2007-01-09 Thread Lennart Sorensen
On Tue, Jan 09, 2007 at 06:41:56PM +0900, takada wrote:
> In kernel 2.6, write back wrong register when configure Geode processor.
> Instead of storing to CCR4, it stores to CCR3.
> 
> --- linux-2.6.19/arch/i386/kernel/cpu/cyrix.c.orig2007-01-09 
> 16:45:21.0 +0900
> +++ linux-2.6.19/arch/i386/kernel/cpu/cyrix.c 2007-01-09 17:10:13.0 
> +0900
> @@ -173,7 +173,7 @@ static void __cpuinit geode_configure(vo
>   ccr4 = getCx86(CX86_CCR4);
>   ccr4 |= 0x38;   /* FPU fast, DTE cache, Mem bypass */
>   
> - setCx86(CX86_CCR3, ccr3);
> + setCx86(CX86_CCR4, ccr4);
>   
>   set_cx86_memwb();
>   set_cx86_reorder(); 

Any idea what the consequence of this would be?  Any chance that while
fixing this file anyhow, adding a missing variant could be done?

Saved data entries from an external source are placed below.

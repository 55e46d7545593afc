use crate::endpoint::endpoint_group;

endpoint_group! {
    /// Loan applications, disbursement, repayment and write-off.
    pub struct Loans;
    table LOAN_ENDPOINTS;

    /// Compute the schedule, interest and charges of a prospective loan.
    fn calculate_loan => POST "/loans/calculate",
        body [
            "clientId",
            "productId",
            "principal",
            "duration",
            "durationBy",
            "numberOfRepayments",
            "repaymentEvery",
            "repaymentFrequency",
            "interestRate",
            "interestType",
            "expectedDisbursementDate",
            "createdDate",
            "linkDepositAccountId",
        ];
    /// Submit a loan application.
    fn create_loan_account => POST "/loans",
        body [
            "clientId",
            "productId",
            "principal",
            "loanType",
            "numberOfRepayments",
            "repaymentEvery",
            "repaymentFrequency",
            "interestRate",
            "interestType",
            "interestCalculationPeriodType",
            "transactionProcessingStrategyId",
            "expectedDisbursementDate",
            "createdDate",
            "linkDepositAccountId",
        ];
    /// Approve a pending loan application.
    fn approve_loan_account => POST "/loans/{loanAccountId}/approve",
        body ["approvedOnDate", "expectedDisbursementDate", "comment"];
    /// Undo a loan approval. The API expects `command=undoapproval`.
    fn undo_approval_for_loan_account => POST "/loans/{loanAccountId}",
        query ["command"],
        body ["comment"];
    /// Disburse an approved loan.
    fn disburse_loan => POST "/loans/{loanAccountId}/disburse",
        body ["disbursementDate", "transactionAmount", "bankName", "referenceNumber", "comment"];
    /// Disburse an approved loan into its linked deposit account.
    fn disburse_loan_to_savings => POST "/loans/{loanAccountId}/disbursetosavings",
        body ["disbursementDate", "bankName", "referenceNumber", "transactionAmount", "comment"];
    /// Reverse a disbursal.
    fn undo_disburse_loan => POST "/loans/{loanAccountId}/undodisburse",
        body ["comment"];
    /// List loan accounts, optionally filtered.
    fn retrieve_all_loan_accounts, pages retrieve_all_loan_account_pages => GET "/loans",
        query ["status", "perPage", "page", "sortBy", "orderBy", "officeId", "accountNo"];
    /// Retrieve one loan account.
    fn retrieve_loan_account => GET "/loans/{loanAccountId}";
    /// Record a repayment.
    fn make_repayment_for_loan => POST "/loans/{loanAccountId}/repayment",
        body ["transactionAmount", "transactionDate", "paymentTypeId", "comment"];
    /// Close an active loan early.
    fn foreclosure_of_an_active_loan => POST "/loans/{loanAccountId}/foreclosure",
        body ["transactionDate", "locale", "dateFormat", "comment"];
    /// Waive interest due on a loan.
    fn waive_interest_on_loan_account => POST "/loans/{loanAccountId}/waiveInterest",
        body ["transactionDate", "transactionAmount", "locale", "dateFormat", "comment"];
    /// Write off a loan.
    fn write_off_loan => POST "/loans/{loanAccountId}/writeoff",
        body ["transactionDate", "comment"];
    /// Reverse a write-off.
    fn undo_write_off_for_loan => POST "/loans/{loanAccountId}/undowriteoff";
    /// List the transactions of a loan account.
    fn get_all_loan_account_transactions, pages loan_account_transaction_pages =>
        GET "/loans/{loanAccountId}/transactions",
        query ["perPage", "page"];
    /// Retrieve one loan transaction.
    fn retrieve_loan_account_transaction =>
        GET "/loans/{loanAccountId}/transactions/{transactionId}";
}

The patch I currently run with is this (To cyrix.c):
@@ -257,6 +257,8 @@
break;

case 4: /* MediaGX/GXm or Geode GXM/GXLV/GX1 */
+   case 11: /* SC1200 seems to return 11 or something but it is a geode 
gx1 too as far as I know */
+   dir0_msn = 4;
 #ifdef CONFIG_PCI
/* It isn't really a PCI quirk directly, but the cure is the
   same. The MediaGX has deep magic SMM stuff that handles the

After the patch I get this:

# cat /proc/cpuinfo
processor   : 0
vendor_id   : CyrixInstead
cpu family  : 5
model   : 9
model name  : Geode(TM) Integrated Processor by National Semi
stepping: 1
cpu MHz : 266.759
cache size  : 16 KB
fdiv_bug: no
hlt_bug : no
f00f_bug: no
coma_bug: no
fpu : yes
fpu_exception   : yes
cpuid level : 2
wp  : yes
flags   : fpu tsc msr cx8 cmov mmx cxmmx
bogomips: 535.09

Before that the cpu type was unknown, the cache size wasn't there,
and a number of fixups were not being applied as far as I could tell.

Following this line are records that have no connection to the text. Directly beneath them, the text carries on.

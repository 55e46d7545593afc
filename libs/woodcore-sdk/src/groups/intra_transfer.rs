use crate::endpoint::endpoint_group;

endpoint_group! {
    /// Transfers between accounts held at the same bank.
    pub struct IntraTransfer;
    table INTRA_TRANSFER_ENDPOINTS;

    /// Transfer funds between two accounts.
    fn create_intra_transfer => POST "/intratransfer",
        body [
            "fromOfficeId",
            "fromClientId",
            "fromAccountType",
            "fromAccountId",
            "toOfficeId",
            "toClientId",
            "toAccountType",
            "toAccountId",
            "transactionDate",
            "transferAmount",
            "comment",
        ];
    /// List account transfers.
    fn list_account_transfers, pages list_account_transfer_pages => GET "/accounttransfers",
        query ["page", "perPage"];
    /// Retrieve one account transfer.
    fn retrieve_intra_transfer => GET "/accounttransfers/{accountTransferId}";
}
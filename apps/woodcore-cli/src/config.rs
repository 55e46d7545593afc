use std::path::Path;
use std::time::Duration;

use anyhow::Context;
use figment::Figment;
use figment::providers::{Env, Format, Yaml};
use serde::Deserialize;
use woodcore_sdk::ClientConfig;

/// Read from the working directory when `--config` is not given.
pub const DEFAULT_CONFIG_FILE: &str = "woodcore.yaml";

const ENV_PREFIX: &str = "WOODCORE_";

/// Connection settings, layered from the YAML file, then `WOODCORE_*`
/// variables, then command line flags.
#[derive(Debug, Default, Clone, PartialEq, Eq, Deserialize)]
#[serde(default)]
pub struct CliConfig {
    pub api_key: Option<String>,
    pub base_url: Option<String>,
    pub timeout_secs: Option<u64>,
}

impl CliConfig {
    /// Load the file at `path`, or `woodcore.yaml` if it exists, and merge the environment over it.
    pub fn load(path: Option<&Path>) -> anyhow::Result<Self> {
        let mut figment = Figment::new();
        match path {
            Some(path) => {
                anyhow::ensure!(path.is_file(), "config file {} not found", path.display());
                figment = figment.merge(Yaml::file(path));
            }
            None => {
                let default = Path::new(DEFAULT_CONFIG_FILE);
                if default.is_file() {
                    figment = figment.merge(Yaml::file(default));
                }
            }
        }

        figment
            .merge(Env::prefixed(ENV_PREFIX))
            .extract()
            .context("failed to load configuration")
    }

    /// Apply command line flags over the loaded settings.
    #[must_use]
    pub fn with_overrides(mut self, api_key: Option<String>, base_url: Option<String>) -> Self {
        if api_key.is_some() {
            self.api_key = api_key;
        }
        if base_url.is_some() {
            self.base_url = base_url;
        }
        self
    }

    pub fn into_client_config(self) -> anyhow::Result<ClientConfig> {
        let api_key = self.api_key.context(
            "no API key: pass --api-key, set WOODCORE_API_KEY or add api_key to the config file",
        )?;
        let mut config = ClientConfig::new(api_key)?;
        if let Some(base_url) = self.base_url {
            config = config.with_base_url(base_url)?;
        }
        if let Some(secs) = self.timeout_secs {
            config = config.with_timeout(Duration::from_secs(secs));
        }
        Ok(config)
    }
}
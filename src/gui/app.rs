// src/gui/app.rs
use std::{
    error::Error,
    sync::{
        Arc, Mutex,
        atomic::{AtomicBool, Ordering},
        mpsc::{self, Receiver, Sender},
    },
    thread,
    time::Duration,
};

use chrono::{DateTime, Utc};
use eframe::egui;

use crate::{
    config::{self, state::AppState},
    data::Author,
    notify::Notification,
    schedule,
    tracker::{Summary, Tracker},
};

use super::{
    components,
    progress::{self, BannerNotifier, Shared},
};

pub fn run(options: eframe::NativeOptions) -> Result<(), Box<dyn Error>> {
    let opts = config::file::load(None)?;
    let log_guard = crate::log::init(&opts.store_dir, false);
    let tracker = Arc::new(Tracker::from_options(&opts)?);
    let state = AppState::new(opts);

    eframe::run_native(
        "Scholar Watch",
        options,
        Box::new(move |cc| Ok(Box::new(App::new(cc, state, tracker)))),
    )?;
    drop(log_guard);
    Ok(())
}

/// Worker → UI.
pub enum Msg {
    /// A button-started job ended; the text goes to the status line.
    Finished(Result<String, String>),
    /// The background watch loop completed a cycle.
    Reload,
}

pub struct App {
    pub state: AppState,
    pub tracker: Arc<Tracker>,
    pub ctx: egui::Context,

    // snapshot for drawing, reloaded after every mutation
    pub authors: Vec<Author>,
    pub summary: Summary,
    pub last_update: Option<DateTime<Utc>>,

    // output text field for exports
    pub out_path_text: String,

    // status/progress (workers write here)
    pub status: Shared<String>,
    pub banner: Shared<Option<Notification>>,
    pub running: bool,

    pub(crate) tx: Sender<Msg>,
    rx: Receiver<Msg>,
    stop: Arc<AtomicBool>,
}

impl App {
    pub fn new(cc: &eframe::CreationContext<'_>, state: AppState, tracker: Arc<Tracker>) -> Self {
        let (tx, rx) = mpsc::channel();
        let out_path_text = state
            .options
            .export
            .default_path(config::consts::DEFAULT_AUTHORS_FILE)
            .to_string_lossy()
            .into_owned();

        let mut app = Self {
            state,
            tracker,
            ctx: cc.egui_ctx.clone(),
            authors: Vec::new(),
            summary: Summary::default(),
            last_update: None,
            out_path_text,
            status: Arc::new(Mutex::new(s!("Idle"))),
            banner: Arc::new(Mutex::new(None)),
            running: false,
            tx,
            rx,
            stop: Arc::new(AtomicBool::new(false)),
        };
        app.reload();
        app.start_watch();
        logf!("Init: {} tracked", plural!(app.authors.len(), "author"));
        app
    }

    fn start_watch(&self) {
        let tracker = Arc::clone(&self.tracker);
        let sched = self.state.options.schedule.clone();
        let notifier = self.notifier();
        let stop = Arc::clone(&self.stop);
        let tx = self.tx.clone();
        let ctx = self.ctx.clone();

        thread::spawn(move || {
            schedule::watch(&tracker, &sched, &notifier, &stop, |_| {
                let _ = tx.send(Msg::Reload);
                ctx.request_repaint();
            });
        });
    }

    pub fn notifier(&self) -> BannerNotifier {
        BannerNotifier::new(Arc::clone(&self.banner), self.ctx.clone())
    }

    /// Re-read the store into the draw snapshot.
    pub fn reload(&mut self) {
        match self.tracker.authors() {
            Ok(a) => self.authors = a,
            Err(e) => {
                loge!("Reload: {e}");
                self.set_status(format!("Error: {e}"));
            }
        }
        let now = self.tracker.now();
        self.summary = Summary {
            authors: self.authors.len(),
            total_citations: self.authors.iter().map(|a| u64::from(a.metrics.total_citations)).sum(),
            with_changes: self.authors.iter().filter(|a| a.is_new(now)).count(),
        };
        self.last_update = self.tracker.last_update_time().ok().flatten();

        let gone = self
            .state
            .gui
            .selected_user
            .as_ref()
            .is_some_and(|id| !self.authors.iter().any(|a| &a.user_id == id));
        if gone {
            self.state.gui.selected_user = None;
        }
    }

    pub fn selected_author(&self) -> Option<&Author> {
        let id = self.state.gui.selected_user.as_ref()?;
        self.authors.iter().find(|a| &a.user_id == id)
    }

    #[inline]
    pub fn set_status<T: Into<String>>(&self, msg: T) {
        progress::set(&self.status, msg.into());
    }

    fn poll(&mut self) {
        let mut dirty = false;
        while let Ok(msg) = self.rx.try_recv() {
            match msg {
                Msg::Finished(r) => {
                    self.running = false;
                    match r {
                        Ok(text) => self.set_status(text),
                        Err(e) => self.set_status(format!("Error: {e}")),
                    }
                }
                Msg::Reload => {}
            }
            dirty = true;
        }
        if dirty {
            self.reload();
        }
    }
}

impl Drop for App {
    fn drop(&mut self) {
        self.stop.store(true, Ordering::Relaxed);
        logd!("Exit: watch loop signalled");
    }
}

impl eframe::App for App {
    fn update(&mut self, ctx: &egui::Context, _frame: &mut eframe::Frame) {
        self.poll();
        if self.running {
            ctx.request_repaint_after(Duration::from_millis(250));
        }

        egui::TopBottomPanel::top("top").show(ctx, |ui| {
            components::banner::draw(ui, self);
            components::add_bar::draw(ui, self);
            components::summary::draw(ui, self);
        });

        egui::TopBottomPanel::bottom("status").show(ctx, |ui| {
            ui.label(progress::get(&self.status));
        });

        if self.state.gui.selected_user.is_some() {
            egui::SidePanel::right("papers")
                .resizable(true)
                .default_width(460.0)
                .show(ctx, |ui| {
                    components::papers_panel::draw(ui, self);
                });
        }

        egui::CentralPanel::default().show(ctx, |ui| {
            components::export_bar::draw(ui, self);
            ui.separator();
            components::author_table::draw(ui, self);
        });
    }
}
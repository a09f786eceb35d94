// src/bin/cli.rs
use clap::Parser;
use scholar_watch::cli::{self, Cli};

fn main() -> color_eyre::Result<()> {
    color_eyre::install()?;
    cli::run(Cli::parse())?;
    Ok(())
}
// src/bin/gui.rs
#![cfg_attr(target_os = "windows", windows_subsystem = "windows")]
use scholar_watch::gui;
use eframe::egui::{IconData, ViewportBuilder};

fn app_icon() -> Option<IconData> {
    let rgba = image::load_from_memory(include_bytes!(concat!(
        env!("CARGO_MANIFEST_DIR"),
        "/assets/scholar_watch.png"
    )))
    .ok()?
    .to_rgba8();
    let (w, h) = rgba.dimensions();
    Some(IconData { rgba: rgba.into_raw(), width: w, height: h })
}

fn main() {
    let mut viewport = ViewportBuilder::default()
        .with_inner_size([1100.0, 700.0])
        .with_min_inner_size([720.0, 400.0]);
    if let Some(icon) = app_icon() {
        viewport = viewport.with_icon(icon);
    }
    let options = eframe::NativeOptions { viewport, ..Default::default() };

    if let Err(e) = gui::run(options) {
        eprintln!("GUI failed: {}", e);
        std::process::exit(1);
    }
}
// benches/parse.rs
use criterion::{Criterion, black_box, criterion_group, criterion_main};

use scholar_watch::{
    config::consts::PAGE_SIZE,
    core::html::Page,
    specs::{self, papers, profile},
};

const ORIGIN: &str = "https://scholar.google.com";

fn load_sample() -> String {
    std::fs::read_to_string("tests/fixtures/profile.html").expect("read tests/fixtures/profile.html")
}

/// The sample with its first paper row repeated to a full page.
fn full_page(sample: &str) -> String {
    let start = sample.find(r#"<tr class="gsc_a_tr""#).expect("paper row in sample");
    let end = start + sample[start..].find("</tr>").expect("row end") + "</tr>".len();
    let rows = sample[start..end].repeat(PAGE_SIZE as usize);
    format!("{}{}{}", &sample[..start], rows, &sample[end..])
}

fn bench_profile(c: &mut Criterion) {
    let doc = load_sample();
    let big = full_page(&doc);

    c.bench_function("profile_page", |b| {
        b.iter(|| {
            let page = specs::parse_profile_page(black_box(&doc), ORIGIN, PAGE_SIZE).expect("parse");
            black_box(page.papers.len())
        })
    });

    c.bench_function("metrics_only", |b| {
        let page = Page::parse(&doc);
        b.iter(|| black_box(profile::parse_metrics(black_box(&page)).map(|m| m.total_citations)))
    });

    c.bench_function("papers_full_page", |b| {
        let page = Page::parse(&big);
        b.iter(|| {
            let rows = papers::parse_papers(black_box(&page), ORIGIN);
            black_box(rows.len())
        })
    });
}

criterion_group!(benches, bench_profile);
criterion_main!(benches);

I know I have had to fix the jsm serial driver which uses memcpy_toio,
and I got characters out of order on transmit on the geode, while on a
pentium 4 or athlon it works perfectly fine with the same card and driver.

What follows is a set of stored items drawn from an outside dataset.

// src/scrape/fallback.rs
use crate::{
    config::FetchOptions,
    core::HttpClient,
    error::{Attempt, FetchError, ParseError},
};

use super::Sleeper;

/// Preferred mirror first (if it is configured), then the rest in
/// configured order. Each host appears once.
pub fn mirror_order<'a>(mirrors: &'a [String], preferred: Option<&str>) -> Vec<&'a str> {
    let pref = preferred.and_then(|p| mirrors.iter().find(|m| m.as_str() == p));
    let mut out: Vec<&str> = Vec::with_capacity(mirrors.len());
    out.extend(pref.map(String::as_str));
    for m in mirrors {
        if Some(m) != pref && !out.contains(&m.as_str()) {
            out.push(m);
        }
    }
    out
}

/// GET + parse one logical page, walking mirrors until something works.
///
/// - every host gets `opts.attempts_per_mirror()` tries, `retry_delay` apart,
///   whatever the failure (a 429 burst or a truncated page can clear in a second);
/// - `mirror_pause` separates hosts.
///
/// Returns the parsed value and the host that produced it, or every failed
/// attempt in order.
pub fn fetch_with_fallback<T>(
    client: &dyn HttpClient,
    sleeper: &dyn Sleeper,
    opts: &FetchOptions,
    preferred: Option<&str>,
    build_url: impl Fn(&str) -> String,
    parse: impl Fn(&str, &str) -> Result<T, ParseError>,
) -> Result<(T, String), Vec<Attempt>> {
    let order = mirror_order(&opts.mirrors, preferred);
    let mut attempts: Vec<Attempt> = Vec::new();

    for (i, host) in order.iter().enumerate() {
        if i > 0 {
            sleeper.sleep(opts.mirror_pause());
        }
        let origin = format!("https://{host}");

        for n in 1..=opts.attempts_per_mirror() {
            if n > 1 {
                sleeper.sleep(opts.retry_delay());
            }
            let url = build_url(host);
            let result = client
                .get(&url)
                .and_then(|body| parse(&body, &origin).map_err(FetchError::from));

            match result {
                Ok(value) => {
                    if !attempts.is_empty() {
                        logf!("{host} answered after {}", plural!(attempts.len(), "failed attempt"));
                    }
                    return Ok((value, s!(*host)));
                }
                Err(error) => {
                    logw!("{host} attempt {n}: {error}");
                    attempts.push(Attempt { host: s!(*host), attempt: n, error });
                }
            }
        }
    }

    Err(attempts)
}
// src/core/mod.rs

pub mod html;
pub mod net;
pub mod sanitize;

pub use net::{HttpClient, ReqwestClient};
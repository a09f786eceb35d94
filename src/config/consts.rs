// src/config/consts.rs

// Net config
pub const MIRRORS: &[&str] = &[
    "scholar.google.com",
    "scholar.google.com.hk",
    "scholar.google.com.sg",
    "scholar.google.co.jp",
    "scholar.google.co.uk",
    "scholar.google.com.tw",
    "scholar.google.de",
    "scholar.google.fr",
    "scholar.google.ca",
    "scholar.google.cn",
];
pub const USER_AGENT: &str = "Mozilla/5.0 (Windows NT 10.0; Win64; x64) AppleWebKit/537.36 \
    (KHTML, like Gecko) Chrome/120.0.0.0 Safari/537.36";
pub const ACCEPT: &str = "text/html,application/xhtml+xml,application/xml;q=0.9,image/webp,*/*;q=0.8";
pub const ACCEPT_LANGUAGE: &str = "en-US,en;q=0.9";
pub const REQUEST_TIMEOUT_SECS: u64 = 15;

// Retry / pacing (be polite)
pub const RETRIES_PER_MIRROR: u32 = 2;
pub const RETRY_DELAY_MS: u64 = 1_000;
pub const MIRROR_PAUSE_MS: u64 = 500;
pub const AUTHOR_PAUSE_MS: u64 = 2_000;
pub const PAGE_PAUSE_MS: u64 = 1_000;

// Pagination
pub const PAGE_SIZE: u32 = 100;
pub const MAX_PAGES: u32 = 20;

// Schedule
pub const REFRESH_INTERVAL_SECS: u64 = 30 * 60;
pub const INITIAL_DELAY_SECS: u64 = 5;
pub const CHANGE_WINDOW_HOURS: i64 = 24;

// Local store
pub const STORE_DIR: &str = ".store";
pub const CONFIG_FILE: &str = "scholar_watch.toml";
pub const AUTHORS_KEY: &str = "authors";
pub const LAST_UPDATE_KEY: &str = "last_update_time";

// Export
pub const DEFAULT_OUT_DIR: &str = "out";
pub const DEFAULT_AUTHORS_FILE: &str = "authors";

// Placeholders when the page leaves a field out
pub const UNKNOWN_AFFILIATION: &str = "Unknown affiliation";
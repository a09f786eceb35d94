// src/core/sanitize.rs

/// Decode the handful of entities that survive into attribute values and
/// regex-extracted fragments. The DOM path never needs this.
pub fn normalize_entities(s: &str) -> String {
    s.replace("&nbsp;", " ")
        .replace("&#39;", "'")
        .replace("&quot;", "\"")
        .replace("&lt;", "<")
        .replace("&gt;", ">")
        .replace("&amp;", "&")
}

pub fn normalize_ws(s: &str) -> String {
    let mut out = String::with_capacity(s.len());
    let mut prev_space = false;
    for ch in s.chars() {
        if ch.is_whitespace() {
            if !prev_space { out.push(' '); prev_space = true; }
        } else { out.push(ch); prev_space = false; }
    }
    out.trim().to_string()
}

/// Scholar wraps titles and meta text in LRE/PDF bidi marks (U+202A…U+202E).
pub fn strip_bidi(s: &str) -> String {
    s.chars()
        .filter(|c| !matches!(c, '\u{200E}' | '\u{200F}' | '\u{202A}'..='\u{202E}'))
        .collect()
}

/// "1,234" → 1234, "12 345" → 12345. Empty or digit-free → None.
pub fn parse_count(s: &str) -> Option<u32> {
    let digits: String = s.chars().filter(|c| c.is_ascii_digit()).collect();
    if digits.is_empty() { return None; }
    digits.parse().ok()
}

/// Key used to match papers across scrapes: whitespace collapsed, case folded.
pub fn title_key(title: &str) -> String {
    normalize_ws(title).to_lowercase()
}
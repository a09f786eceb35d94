// src/gui/mod.rs
pub mod actions;
pub mod app;
mod components;
pub mod progress;

pub use app::run;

My workaround (which of course isn't good for efficiency) has been:
-   memcpy_toio(&ch->ch_neo_uart->txrxburst, ch->ch_wqueue + tail, 
s);
+   for(i=0;ich_neo_uart->txrxburst[i]), 
ch->ch_wqueue + tail + i, 1);
+   }
+   /*memcpy_toio(&ch->ch_neo_uart->txrxburst, ch->ch_wqueue + 
tail, s);*/

Could the wrong register being saved have anything to do with that?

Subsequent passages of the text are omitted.